At which point, Michael thought he could hear, or perhaps feel, the buzzing of a steering thruster: once, twice, then a pause. And then a different thruster? Once, twice?

“We’re turning,” Hobie said, and on the display screens above the sleeping berths, fake windows showed the stars wheeling slowly by outside. “Ten degrees. Thirty degrees, ninety degrees.”

Then another jet fired, and Hobie’s count—already slow—slowed further. “One-twenty. One-sixty. One-seventy-five.”

Another jet.

“One-eighty.”

Jet.

To Michael, the sequence seemed to go both surprisingly slowly and surprisingly fast.

“Okay,” Hobie said, “That’s got it.
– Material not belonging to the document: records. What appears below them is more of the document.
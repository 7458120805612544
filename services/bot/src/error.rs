//! services/bot/src/error.rs
//!
//! Defines the primary error type for the bot service.

use crate::config::ConfigError;
use expense_bot_core::ports::PortError;

/// The primary error type for the `bot` service.
#[derive(Debug, thiserror::Error)]
pub enum BotError {
    /// Represents an error that occurred during configuration loading.
    #[error("Configuration error: {0}")]
    Config(#[from] ConfigError),

    /// Represents an error that propagated up from one of the core service ports.
    #[error("Service Port Error: {0}")]
    Port(#[from] PortError),

    /// Represents an error from the Telegram Bot API.
    #[error("Telegram Error: {0}")]
    Telegram(#[from] teloxide::RequestError),

    /// Represents an error while building or using the HTTP client.
    #[error("HTTP Error: {0}")]
    Http(#[from] reqwest::Error),
}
Sandy?”

“Commencing start sequence.”

She didn’t call out the details this time, but the ship’s acceleration gradually resumed. Except that now it was deceleration.

“Congratulations, people,” Igbal said. “We’re halfway there.”
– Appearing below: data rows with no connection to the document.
//! In-process stress harness for the per-CPU slab. Exercises push/pop,
//! the batched variants, capacity traffic, and online maintenance
//! (drain/shrink-other/resize) directly, without an allocator around it.
//!
//! Items are leaked boxes circulating between per-thread stashes, the
//! slab, and a side pool fed by the maintenance handlers. On exit the
//! harness verifies the multiset survived intact.

mod config;
mod metrics;
mod worker;

use std::path::PathBuf;
use std::sync::atomic::AtomicBool;
use std::sync::atomic::Ordering as AtomicOrdering;
use std::sync::{Arc, Mutex, RwLock};
use std::thread;
use std::time::{Duration, Instant};

use clap::Parser;
use log::info;
use percpu_slab::{arena, PerCpuSlab, Shift, VirtualCpuMode};

use crate::config::Config;
use crate::worker::{Harness, Phase, SharedState, CLASSES};

#[derive(Parser)]
#[command(name = "slab-stress")]
#[command(about = "In-process stress harness for the per-CPU slab")]
struct Args {
    /// Path to configuration file
    config: PathBuf,
}

fn main() {
    env_logger::init();
    let args = Args::parse();

    let config = match Config::load(&args.config) {
        Ok(config) => config,
        Err(e) => {
            eprintln!("Failed to load config: {e}");
            std::process::exit(1);
        }
    };

    if let Err(e) = run(config) {
        eprintln!("Error: {e}");
        std::process::exit(1);
    }
}

/// Backing regions live here until the run is over; a retired region must
/// stay mapped while stale capacity CAS attempts can still address it.
struct RegionLog {
    regions: Mutex<Vec<(usize, usize)>>,
}

impl RegionLog {
    fn alloc(&self, size: usize) -> *mut u8 {
        let (ptr, size) = arena::SlabsAllocation::allocate(size)
            .expect("mmap failed")
            .into_raw();
        self.regions.lock().unwrap().push((ptr as usize, size));
        ptr
    }
}

fn run(config: Config) -> Result<(), Box<dyn std::error::Error>> {
    let regions = RegionLog {
        regions: Mutex::new(Vec::new()),
    };
    let mode = if config.slab.virtual_cpu {
        VirtualCpuMode::Flat
    } else {
        VirtualCpuMode::Physical
    };
    let per_class = config.slab.capacity;

    let slab = PerCpuSlab::<CLASSES>::init(
        |size, _align| regions.alloc(size),
        |_| per_class,
        Shift::new(config.slab.shift)?,
        mode,
    )?;
    let num_cpus = slab.num_cpus();

    println!(
        "slab-stress: {} classes x {} cpus, shift {}, capacity {}, {} items, {} threads",
        CLASSES, num_cpus, config.slab.shift, per_class, config.workload.items, config.general.threads
    );

    let universe: Vec<usize> = (0..config.workload.items)
        .map(|i| Box::into_raw(Box::new(i as u64)) as usize)
        .collect();

    let harness = Arc::new(Harness {
        slab,
        side_pool: Mutex::new(Vec::new()),
        maintenance: RwLock::new(()),
        cpu_locks: (0..num_cpus).map(|_| Mutex::new(())).collect(),
        initialized: (0..num_cpus).map(|_| AtomicBool::new(false)).collect(),
        state: SharedState::new(),
        max_capacity: per_class,
    });

    let cpu_ids = match config.general.cpu_list {
        Some(ref raw) => Some(config::parse_cpu_list(raw).map_err(|e| format!("invalid cpu_list: {e}"))?),
        None => None,
    };

    // Spawn workers with an even split of the item universe.
    let num_threads = config.general.threads;
    let chunk = config.workload.items / num_threads;
    let config = Arc::new(config);
    let mut handles = Vec::with_capacity(num_threads);
    for id in 0..num_threads {
        let harness = Arc::clone(&harness);
        let config = Arc::clone(&config);
        let cpu_ids = cpu_ids.clone();
        let stash = universe[id * chunk..(id + 1) * chunk].to_vec();
        let handle = thread::Builder::new()
            .name(format!("worker-{id}"))
            .spawn(move || {
                if let Some(ref ids) = cpu_ids {
                    if !ids.is_empty() {
                        let _ = pin_to_cpu(ids[id % ids.len()]);
                    }
                }
                worker::run_worker(id, &config, &harness, stash)
            })?;
        handles.push(handle);
    }
    harness
        .side_pool
        .lock()
        .unwrap()
        .extend_from_slice(&universe[num_threads * chunk..]);

    // Warmup, then measure.
    thread::sleep(config.general.warmup);
    harness.state.set_phase(Phase::Running);
    info!("warmup complete, measuring");

    let start = Instant::now();
    let mut last_report = start;
    let mut last_completed = 0u64;
    let mut last_resize = start;
    let mut next_shift = config.resize.min_shift;
    while start.elapsed() < config.general.duration {
        thread::sleep(Duration::from_millis(100));

        if config.resize.enabled && last_resize.elapsed() >= config.resize.interval {
            if next_shift == harness.slab.shift() {
                next_shift = bump_shift(next_shift, &config);
            }
            let mut migrated = Vec::new();
            let maintenance = harness.maintenance.write().unwrap();
            let (old_ptr, old_size) = unsafe {
                harness.slab.resize_slabs(
                    Shift::new(next_shift)?,
                    |size, _align| regions.alloc(size),
                    |_| per_class,
                    |cpu| harness.initialized[cpu as usize].load(AtomicOrdering::Acquire),
                    |_, _, batch, _| migrated.extend(batch.iter().map(|&p| p as usize)),
                )
            }?;
            unsafe { arena::discard(old_ptr, old_size) };
            drop(maintenance);
            harness.side_pool.lock().unwrap().extend(migrated);
            metrics::RESIZE.increment();
            next_shift = bump_shift(next_shift, &config);
            last_resize = Instant::now();
        }

        if last_report.elapsed() >= Duration::from_secs(1) {
            let completed = metrics::completed();
            let rate = (completed - last_completed) as f64 / last_report.elapsed().as_secs_f64();
            println!(
                "rate: {:.0} ops/s, shift: {}, resizes: {}",
                rate,
                harness.slab.shift(),
                metrics::RESIZE.value()
            );
            last_completed = completed;
            last_report = Instant::now();
        }
    }

    harness.state.set_phase(Phase::Stop);
    let mut recovered: Vec<usize> = Vec::new();
    for handle in handles {
        recovered.extend(handle.join().expect("worker panicked"));
    }

    // Sweep whatever is still cached.
    for cpu in 0..num_cpus as i32 {
        harness.slab.drain(cpu, |_, _, batch, _| {
            recovered.extend(batch.iter().map(|&p| p as usize));
        });
    }
    recovered.extend(harness.side_pool.lock().unwrap().drain(..));

    report_final(&harness.slab);

    let mut want = universe.clone();
    recovered.sort_unstable();
    want.sort_unstable();
    let conserved = recovered == want;
    println!(
        "conservation: {} ({} of {} items recovered)",
        if conserved { "ok" } else { "FAILED" },
        recovered.len(),
        want.len()
    );

    for &item in &universe {
        drop(unsafe { Box::from_raw(item as *mut u64) });
    }
    for &(ptr, size) in regions.regions.lock().unwrap().iter() {
        unsafe { arena::free(ptr as *mut u8, size) };
    }

    if conserved {
        Ok(())
    } else {
        Err("item conservation check failed".into())
    }
}

fn bump_shift(shift: u8, config: &Config) -> u8 {
    if shift >= config.resize.max_shift {
        config.resize.min_shift
    } else {
        shift + 1
    }
}

fn report_final(slab: &PerCpuSlab<CLASSES>) {
    println!(
        "push: {} ok, {} overflow; pop: {} ok, {} underflow",
        metrics::PUSH.value(),
        metrics::PUSH_OVERFLOW.value(),
        metrics::POP.value(),
        metrics::POP_UNDERFLOW.value()
    );
    println!(
        "batch items: {} pushed, {} popped; capacity slots: {} grown, {} shrunk",
        metrics::PUSH_BATCH_ITEMS.value(),
        metrics::POP_BATCH_ITEMS.value(),
        metrics::GROW_SLOTS.value(),
        metrics::SHRINK_SLOTS.value()
    );
    println!(
        "maintenance: {} drains, {} cross-cpu shrinks, {} resizes (slab: {} drains, {} shrinks, {} resizes)",
        metrics::DRAIN.value(),
        metrics::SHRINK_OTHER.value(),
        metrics::RESIZE.value(),
        slab.metrics().drains(),
        slab.metrics().other_shrinks(),
        slab.metrics().resizes()
    );

    for (name, histogram) in [
        ("push_latency_ns", &metrics::PUSH_LATENCY),
        ("pop_latency_ns", &metrics::POP_LATENCY),
    ] {
        if let Some(snapshot) = histogram.load() {
            let mut line = format!("{name}:");
            for (label, percentile) in
                [("p50", 50.0), ("p90", 90.0), ("p99", 99.0), ("p999", 99.9)]
            {
                if let Ok(Some(bucket)) = snapshot.percentile(percentile) {
                    line.push_str(&format!(" {label}={}", bucket.end()));
                }
            }
            println!("{line}");
        }
    }

    let usage = slab.metadata_memory_usage();
    println!(
        "slab memory: {} bytes virtual, {} bytes resident",
        usage.virtual_size, usage.resident_size
    );
}

#[cfg(target_os = "linux")]
fn pin_to_cpu(cpu_id: usize) -> Result<(), std::io::Error> {
    unsafe {
        let mut cpuset: libc::cpu_set_t = std::mem::zeroed();
        libc::CPU_ZERO(&mut cpuset);
        libc::CPU_SET(cpu_id, &mut cpuset);
        if libc::sched_setaffinity(0, std::mem::size_of::<libc::cpu_set_t>(), &cpuset) != 0 {
            return Err(std::io::Error::last_os_error());
        }
    }
    Ok(())
}

#[cfg(not(target_os = "linux"))]
fn pin_to_cpu(_cpu_id: usize) -> Result<(), std::io::Error> {
    Ok(())
}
Everyone groaned at that, which was about what you’d expect. But what Michael didn’t expect was that right now at this ostensibly momentous moment, Harv would try to restart the spirited group debate about the Beings that had ended only a few minutes before the Turnaround maneuver.

He said, “I don’t see how they could process sound, in anything like the sense you mean it.”

To which Hobie replied, “They sang to me, man. They did.”

And Sandy chimed in, “Not sounds. Vibrations, independent of medium, interpreted by your brain.”

And then they were all off to the races again.

People didn’t even need to be in the same room anymore; they chatted over headsets and intercoms, stopping sometimes for an hour or two and then picking up right where they left off. There was only so much to say on the subject, and so past a certain point Michael felt there was something vaguely masturbatory about it, an endless fidgeting contortion of a knot that could not be untied. Disconnected from the world right in front of their faces.

It reminded him of the way theology students simply could not shut up about Jesus, even on a walk through the mountains or beside a crackling fire. And never asking the centrally binding question: what if it’s all a fever dream? That thought must surely have crossed the minds of everyone here. Was it healthy, to leave it always unvoiced? This made him worry not only that he’d created a monster—that he’d simply persuaded them to scatter their energies in this way—but also, paradoxically, that they were racing too far ahead of the rest of the class. When the ninety-two sleepers awoke, they’d know nothing of these conversations. They would be thrust, unprepared, into humanity’s first alien encounter, without the comfort of having talked it through with other would-be experts. Would he, Michael, have any chance to do anything about that? There would only be one first time, and he wanted it to count.